## Input records
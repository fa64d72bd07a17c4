use rand::rngs::StdRng;
use rand::SeedableRng;
use vertex_scatter::prelude::*;
use vertex_scatter_demos::{grid_scene, init_tracing, print_placements};

fn main() -> anyhow::Result<()> {
    init_tracing();

    // A 6x6 ground plane and a rock to scatter onto it.
    let mut scene = grid_scene("rock", "ground", 6, 2.0);
    scene.select_source_and_mesh_vertices("rock", "ground");

    let selection = read_selection(&scene)?;
    let params = ScatterParameters::new()
        .with_scale_range(0.6, 1.4)
        .with_rotation_range(0.0, 360.0)
        .with_density(30);

    let mut sink = FnSink::new(|event| match event {
        ScatterEvent::ScatterStarted {
            source,
            target_count,
            sample_count,
        } => println!("scattering {source}: {sample_count} of {target_count} vertices"),
        ScatterEvent::Warning { context, message } => println!("warning [{context}]: {message}"),
        _ => {}
    });

    // Fixed seed so the printout is stable between runs.
    let mut rng = StdRng::seed_from_u64(2025);
    let result = scatter_with_events(
        &mut scene,
        &selection.source,
        &selection.targets,
        &params,
        &mut rng,
        &mut sink,
    )?;

    print_placements(&result);
    println!(
        "{} instances, {} targets left empty",
        result.instance_count(),
        result.targets_skipped
    );

    Ok(())
}
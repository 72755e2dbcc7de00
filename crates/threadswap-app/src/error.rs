// Rust guideline compliant 2026-10-19

//! Error handling for Threadswap application services.

use serde::Serialize;
use std::path::PathBuf;
use thiserror::Error;
use threadswap_core::Error as CoreError;

/// Result type alias for application-level operations.
pub type Result<T> = std::result::Result<T, AppError>;

/// Stable error codes for tool and command responses.
#[derive(Debug, Clone, Copy, PartialEq, Eq, Serialize)]
#[serde(rename_all = "snake_case")]
pub enum ErrorCode {
    /// The requested entity was not found.
    NotFound,
    /// The provided identifier matched multiple entities.
    AmbiguousId,
    /// The operation is not valid for the entity's current status.
    InvalidState,
    /// The caller lacks the required ownership or role.
    Forbidden,
    /// Input was malformed or self-referential.
    InvalidArgument,
    /// The caller's points balance is too low.
    InsufficientFunds,
    /// A duplicate of an existing record.
    Conflict,
    /// IO failure while reading or writing the data directory.
    IoError,
    /// JSON serialization or parsing failed.
    JsonError,
    /// The store could not complete the request.
    StorageError,
    /// The data directory has not been initialized.
    RepoNotInitialized,
    /// The request included invalid inputs.
    InvalidInput,
    /// A fallback for unexpected errors.
    Unknown,
}

impl ErrorCode {
    /// Returns the wire name of the code.
    #[must_use]
    pub fn as_str(&self) -> &'static str {
        match self {
            ErrorCode::NotFound => "not_found",
            ErrorCode::AmbiguousId => "ambiguous_id",
            ErrorCode::InvalidState => "invalid_state",
            ErrorCode::Forbidden => "forbidden",
            ErrorCode::InvalidArgument => "invalid_argument",
            ErrorCode::InsufficientFunds => "insufficient_funds",
            ErrorCode::Conflict => "conflict",
            ErrorCode::IoError => "io_error",
            ErrorCode::JsonError => "json_error",
            ErrorCode::StorageError => "storage_error",
            ErrorCode::RepoNotInitialized => "repo_not_initialized",
            ErrorCode::InvalidInput => "invalid_input",
            ErrorCode::Unknown => "unknown",
        }
    }
}

/// Application-level errors with stable mapping to error codes.
#[derive(Debug, Error)]
pub enum AppError {
    /// Data directory is missing or not initialized.
    #[error("Threadswap not initialized at {path}. Run 'tsw init' first.")]
    RepoNotInitialized {
        /// Path where `.threadswap` was expected.
        path: PathBuf,
    },

    /// Invalid input was provided by the caller.
    #[error("Invalid input: {0}")]
    InvalidInput(String),

    /// Error from core library operations.
    #[error(transparent)]
    Core(#[from] CoreError),

    /// IO error not represented by core errors.
    #[error(transparent)]
    Io(#[from] std::io::Error),
}

impl AppError {
    /// Returns a stable error code for the error.
    #[must_use]
    pub fn code(&self) -> ErrorCode {
        match self {
            AppError::RepoNotInitialized { .. } => ErrorCode::RepoNotInitialized,
            AppError::InvalidInput(_) => ErrorCode::InvalidInput,
            AppError::Io(_) => ErrorCode::IoError,
            AppError::Core(core) => match core {
                CoreError::NotFound(_) => ErrorCode::NotFound,
                CoreError::AmbiguousId(_, _) => ErrorCode::AmbiguousId,
                CoreError::InvalidState(_) => ErrorCode::InvalidState,
                CoreError::Forbidden(_) => ErrorCode::Forbidden,
                CoreError::InvalidArgument(_) => ErrorCode::InvalidArgument,
                CoreError::InsufficientFunds { .. } => ErrorCode::InsufficientFunds,
                CoreError::Conflict(_) => ErrorCode::Conflict,
                CoreError::Io(_) => ErrorCode::IoError,
                CoreError::Json(_) => ErrorCode::JsonError,
                CoreError::Storage(_) => ErrorCode::StorageError,
            },
        }
    }

    /// Returns structured details for errors that benefit from extra context.
    #[must_use]
    pub fn details(&self) -> Option<serde_json::Value> {
        match self {
            AppError::RepoNotInitialized { path } => Some(serde_json::json!({
                "path": path,
            })),
            AppError::InvalidInput(_) | AppError::Io(_) => None,
            AppError::Core(core) => match core {
                CoreError::AmbiguousId(partial, matches) => Some(serde_json::json!({
                    "partial": partial,
                    "matches": matches,
                })),
                CoreError::InsufficientFunds {
                    required,
                    available,
                } => Some(serde_json::json!({
                    "required": required,
                    "available": available,
                })),
                _ => None,
            },
        }
    }

    /// Returns the core error, if this wraps one.
    #[must_use]
    pub fn as_core(&self) -> Option<&CoreError> {
        match self {
            AppError::Core(core) => Some(core),
            _ => None,
        }
    }
}
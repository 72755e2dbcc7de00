// Rust guideline compliant 2026-10-19

//! Command implementations for the Threadswap CLI.

pub mod doctor;
pub mod init;
pub mod item;
pub mod ledger;
pub mod serve;
pub mod stats;
pub mod swap;
pub mod user;

use std::path::{Path, PathBuf};
use threadswap_app::{resolve_user, AppError, Engine, RepoContext};
use threadswap_core::{Actor, Config, FileStore, UserAccount};

/// Environment variable naming the acting user when `--as` is absent.
pub const ACTING_USER_ENV: &str = "THREADSWAP_USER";

/// An opened data directory plus the identity commands act as.
pub struct Session {
    repo: RepoContext,
    config: Config,
    engine: Engine<FileStore>,
    acting_as: Option<String>,
}

impl Session {
    /// Discovers `.threadswap` under `root` (or the current directory) and
    /// opens its store and configuration.
    ///
    /// # Errors
    ///
    /// Returns an error if:
    /// - The data directory is missing (`RepoNotInitialized`)
    /// - The configuration is invalid
    /// - The store cannot be opened
    pub fn open(root: Option<&Path>, acting_as: Option<String>) -> Result<Self, AppError> {
        let repo = RepoContext::discover(root)?;
        let config = repo.load_config()?;
        let engine = Engine::new(repo.open_store()?);
        tracing::debug!(data_dir = %repo.data_dir().display(), "opened data directory");
        Ok(Self {
            repo,
            config,
            engine,
            acting_as: acting_as.or_else(|| std::env::var(ACTING_USER_ENV).ok()),
        })
    }

    pub fn engine(&self) -> &Engine<FileStore> {
        &self.engine
    }

    pub fn data_dir(&self) -> PathBuf {
        self.repo.data_dir().to_path_buf()
    }

    /// Resolves the acting user into an [`Actor`] carrying its stored role.
    ///
    /// # Errors
    ///
    /// Returns `InvalidInput` when no acting user was given and `NotFound`
    /// when it does not resolve.
    pub fn actor(&self) -> Result<Actor, AppError> {
        let reference = self.acting_as.as_deref().ok_or_else(|| {
            AppError::InvalidInput(format!(
                "No acting user. Pass --as <username> or set {}.",
                ACTING_USER_ENV
            ))
        })?;
        let account = self.user(reference)?;
        Ok(Actor {
            user_id: account.id,
            role: account.role,
        })
    }

    /// Returns the actor if one was given, without failing otherwise.
    pub fn optional_actor(&self) -> Result<Option<Actor>, AppError> {
        match self.acting_as {
            Some(_) => self.actor().map(Some),
            None => Ok(None),
        }
    }

    /// Looks up an account by username or id prefix.
    ///
    /// # Errors
    ///
    /// Returns `NotFound` or `AmbiguousId` when the reference does not
    /// identify exactly one account.
    pub fn user(&self, reference: &str) -> Result<UserAccount, AppError> {
        let snapshot = self.engine.snapshot()?;
        let user_id = resolve_user(reference, &snapshot)?;
        Ok(snapshot.user(&user_id)?.clone())
    }

    /// Page size for browse and personal listings.
    pub fn page_size(&self, requested: Option<usize>) -> usize {
        self.config
            .clamp_page_size(requested, self.config.default_page_size)
    }

    /// Page size for moderation queues and ledgers.
    pub fn admin_page_size(&self, requested: Option<usize>) -> usize {
        self.config
            .clamp_page_size(requested, self.config.admin_page_size)
    }
}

## Work to be completed
The answer must be a single number: the count of lines above that contain "InsufficientFunds".

## Solved problem
4